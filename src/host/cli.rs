//! Terminal host. Renders the widget on stdout and reads visitor input
//! from stdin.

use std::pin::Pin;

use async_trait::async_trait;
use futures::Stream;
use futures::stream;
use tokio::io::{AsyncBufReadExt, AsyncWriteExt, BufReader};

use super::{DialogueHost, WidgetUpdate};
use crate::dialogue::{DeliveryStatus, HostEffect, InputMode, Message, Sender};
use crate::error::HostError;

/// Stream of raw input lines.
pub type InputStream = Pin<Box<dyn Stream<Item = String> + Send>>;

/// Renders the chat widget as plain text.
pub struct CliHost {
    assistant_name: String,
}

impl CliHost {
    pub fn new(assistant_name: impl Into<String>) -> Self {
        Self {
            assistant_name: assistant_name.into(),
        }
    }

    fn format_message(&self, message: &Message) -> String {
        let time = message.timestamp.format("%-I:%M %p");
        let line = match message.sender {
            Sender::Subject => format!("[{time}] {}: {}", self.assistant_name, message.text),
            Sender::Visitor => format!("[{time}] You: {}", message.text),
        };
        if message.status == DeliveryStatus::Failed {
            format!("{line}  (failed to send)")
        } else {
            line
        }
    }

    /// Text for one widget update.
    pub fn format_update(&self, update: &WidgetUpdate) -> String {
        let mut lines: Vec<String> = update
            .messages
            .iter()
            .map(|m| self.format_message(m))
            .collect();

        if let Some(attachment) = &update.attachment {
            let alt = attachment.alt.as_deref().unwrap_or("image");
            lines.push(format!("  [{alt}: {}]", attachment.src));
        }

        match update.input_mode {
            InputMode::Choices => {
                for (i, choice) in update.choices.iter().enumerate() {
                    lines.push(format!("  {}. {}", i + 1, choice.label));
                }
                lines.push("Pick a number:".to_string());
            }
            InputMode::FreeText => lines.push("Type your message:".to_string()),
            InputMode::None => {}
        }
        lines.join("\n")
    }

    /// Text for one host effect.
    pub fn format_effect(effect: &HostEffect) -> String {
        match effect {
            HostEffect::ScrollTo { anchor } => format!("↪ Scrolling to #{anchor}"),
            HostEffect::Navigate { route } => format!("↪ Navigating to {route}"),
            HostEffect::Close => "(chat closed, type /open to reopen)".to_string(),
            HostEffect::OpenUrl { url } => format!("↗ Open {url}"),
            HostEffect::Notify { text } => format!("★ {text}"),
        }
    }

    async fn write_line(text: &str) -> Result<(), HostError> {
        let mut out = tokio::io::stdout();
        out.write_all(text.as_bytes()).await?;
        out.write_all(b"\n").await?;
        out.flush().await?;
        Ok(())
    }
}

#[async_trait]
impl DialogueHost for CliHost {
    fn name(&self) -> &str {
        "cli"
    }

    async fn render(&self, update: &WidgetUpdate) -> Result<(), HostError> {
        let text = self.format_update(update);
        if text.is_empty() {
            return Ok(());
        }
        Self::write_line(&text).await
    }

    async fn apply(&self, effect: &HostEffect) -> Result<(), HostError> {
        Self::write_line(&Self::format_effect(effect)).await
    }
}

/// Read stdin lines on a background task.
pub fn spawn_stdin_reader() -> InputStream {
    let (tx, rx) = tokio::sync::mpsc::unbounded_channel();

    tokio::spawn(async move {
        let stdin = tokio::io::stdin();
        let reader = BufReader::new(stdin);
        let mut lines = reader.lines();

        loop {
            match lines.next_line().await {
                Ok(Some(line)) => {
                    if tx.send(line).is_err() {
                        break;
                    }
                }
                Ok(None) => break, // EOF
                Err(e) => {
                    tracing::error!("Error reading stdin: {}", e);
                    break;
                }
            }
        }
    });

    Box::pin(stream::unfold(rx, |mut rx| async move {
        rx.recv().await.map(|line| (line, rx))
    }))
}

#[cfg(test)]
mod tests {
    use super::*;
    use crate::dialogue::{Attachment, Choice, StepId};
    use chrono::{TimeZone, Utc};

    fn update(messages: Vec<Message>, input_mode: InputMode) -> WidgetUpdate {
        WidgetUpdate {
            messages,
            step: StepId::from("s"),
            attachment: None,
            choices: vec![Choice::new("Story Mode", "story-mode")],
            input_mode,
        }
    }

    #[test]
    fn formats_messages_with_time_and_sender() {
        let at = Utc.with_ymd_and_hms(2024, 4, 2, 15, 4, 0).unwrap();
        let host = CliHost::new("DenisBot");
        let text = host.format_update(&update(
            vec![
                Message::subject("Hello there! 👋", at),
                Message::visitor("Alice", DeliveryStatus::Failed, at),
            ],
            InputMode::None,
        ));
        assert_eq!(
            text,
            "[3:04 PM] DenisBot: Hello there! 👋\n[3:04 PM] You: Alice  (failed to send)"
        );
    }

    #[test]
    fn numbers_choices_from_one() {
        let host = CliHost::new("DenisBot");
        let text = host.format_update(&update(vec![], InputMode::Choices));
        assert!(text.contains("  1. Story Mode"));
    }

    #[test]
    fn shows_attachment() {
        let host = CliHost::new("DenisBot");
        let mut u = update(vec![], InputMode::None);
        u.attachment = Some(Attachment::new("/RomanticLaugh.gif"));
        assert_eq!(host.format_update(&u), "  [image: /RomanticLaugh.gif]");
    }

    #[test]
    fn formats_effects() {
        assert_eq!(
            CliHost::format_effect(&HostEffect::ScrollTo {
                anchor: "projects-section".into()
            }),
            "↪ Scrolling to #projects-section"
        );
        assert_eq!(
            CliHost::format_effect(&HostEffect::Notify {
                text: "Welcome, Alice!".into()
            }),
            "★ Welcome, Alice!"
        );
    }
}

━━━━━━━━━━━━━━━━━━━━━━━━━━━━━━

The response should be an exact copy of all the records above.

filename src/host/cli.rs
//! Terminal host. Renders the widget on stdout and reads visitor input
//! from stdin.

use std::pin::Pin;

use async_trait::async_trait;
use futures::Stream;
use futures::stream;
use tokio::io::{AsyncBufReadExt, AsyncWriteExt, BufReader};

use super::{DialogueHost, WidgetUpdate};
use crate::dialogue::{DeliveryStatus, HostEffect, InputMode, Message, Sender};
use crate::error::HostError;

/// Stream of raw input lines.
pub type InputStream = Pin<Box<dyn Stream<Item = String> + Send>>;

/// Renders the chat widget as plain text.
pub struct CliHost {
    assistant_name: String,
}

impl CliHost {
    pub fn new(assistant_name: impl Into<String>) -> Self {
        Self {
            assistant_name: assistant_name.into(),
        }
    }

    fn format_message(&self, message: &Message) -> String {
        let time = message.timestamp.format("%-I:%M %p");
        let line = match message.sender {
            Sender::Subject => format!("[{time}] {}: {}", self.assistant_name, message.text),
            Sender::Visitor => format!("[{time}] You: {}", message.text),
        };
        if message.status == DeliveryStatus::Failed {
            format!("{line}  (failed to send)")
        } else {
            line
        }
    }

    /// Text for one widget update.
    pub fn format_update(&self, update: &WidgetUpdate) -> String {
        let mut lines: Vec<String> = update
            .messages
            .iter()
            .map(|m| self.format_message(m))
            .collect();

        if let Some(attachment) = &update.attachment {
            let alt = attachment.alt.as_deref().unwrap_or("image");
            lines.push(format!("  [{alt}: {}]", attachment.src));
        }

        match update.input_mode {
            InputMode::Choices => {
                for (i, choice) in update.choices.iter().enumerate() {
                    lines.push(format!("  {}. {}", i + 1, choice.label));
                }
                lines.push("Pick a number:".to_string());
            }
            InputMode::FreeText => lines.push("Type your message:".to_string()),
            InputMode::None => {}
        }
        lines.join("\n")
    }

    /// Text for one host effect.
    pub fn format_effect(effect: &HostEffect) -> String {
        match effect {
            HostEffect::ScrollTo { anchor } => format!("↪ Scrolling to #{anchor}"),
            HostEffect::Navigate { route } => format!("↪ Navigating to {route}"),
            HostEffect::Close => "(chat closed, type /open to reopen)".to_string(),
            HostEffect::OpenUrl { url } => format!("↗ Open {url}"),
            HostEffect::Notify { text } => format!("★ {text}"),
        }
    }

    async fn write_line(text: &str) -> Result<(), HostError> {
        let mut out = tokio::io::stdout();
        out.write_all(text.as_bytes()).await?;
        out.write_all(b"\n").await?;
        out.flush().await?;
        Ok(())
    }
}

#[async_trait]
impl DialogueHost for CliHost {
    fn name(&self) -> &str {
        "cli"
    }

    async fn render(&self, update: &WidgetUpdate) -> Result<(), HostError> {
        let text = self.format_update(update);
        if text.is_empty() {
            return Ok(());
        }
        Self::write_line(&text).await
    }

    async fn apply(&self, effect: &HostEffect) -> Result<(), HostError> {
        Self::write_line(&Self::format_effect(effect)).await
    }
}

/// Read stdin lines on a background task.
pub fn spawn_stdin_reader() -> InputStream {
    let (tx, rx) = tokio::sync::mpsc::unbounded_channel();

    tokio::spawn(async move {
        let stdin = tokio::io::stdin();
        let reader = BufReader::new(stdin);
        let mut lines = reader.lines();

        loop {
            match lines.next_line().await {
                Ok(Some(line)) => {
                    if tx.send(line).is_err() {
                        break;
                    }
                }
                Ok(None) => break, // EOF
                Err(e) => {
                    tracing::error!("Error reading stdin: {}", e);
                    break;
                }
            }
        }
    });

    Box::pin(stream::unfold(rx, |mut rx| async move {
        rx.recv().await.map(|line| (line, rx))
    }))
}

#[cfg(test)]
mod tests {
    use super::*;
    use crate::dialogue::{Attachment, Choice, StepId};
    use chrono::{TimeZone, Utc};

    fn update(messages: Vec<Message>, input_mode: InputMode) -> WidgetUpdate {
        WidgetUpdate {
            messages,
            step: StepId::from("s"),
            attachment: None,
            choices: vec![Choice::new("Story Mode", "story-mode")],
            input_mode,
        }
    }

    #[test]
    fn formats_messages_with_time_and_sender() {
        let at = Utc.with_ymd_and_hms(2024, 4, 2, 15, 4, 0).unwrap();
        let host = CliHost::new("DenisBot");
        let text = host.format_update(&update(
            vec![
                Message::subject("Hello there! 👋", at),
                Message::visitor("Alice", DeliveryStatus::Failed, at),
            ],
            InputMode::None,
        ));
        assert_eq!(
            text,
            "[3:04 PM] DenisBot: Hello there! 👋\n[3:04 PM] You: Alice  (failed to send)"
        );
    }

    #[test]
    fn numbers_choices_from_one() {
        let host = CliHost::new("DenisBot");
        let text = host.format_update(&update(vec![], InputMode::Choices));
        assert!(text.contains("  1. Story Mode"));
    }

    #[test]
    fn shows_attachment() {
        let host = CliHost::new("DenisBot");
        let mut u = update(vec![], InputMode::None);
        u.attachment = Some(Attachment::new("/RomanticLaugh.gif"));
        assert_eq!(host.format_update(&u), "  [image: /RomanticLaugh.gif]");
    }

    #[test]
    fn formats_effects() {
        assert_eq!(
            CliHost::format_effect(&HostEffect::ScrollTo {
                anchor: "projects-section".into()
            }),
            "↪ Scrolling to #projects-section"
        );
        assert_eq!(
            CliHost::format_effect(&HostEffect::Notify {
                text: "Welcome, Alice!".into()
            }),
            "★ Welcome, Alice!"
        );
    }
}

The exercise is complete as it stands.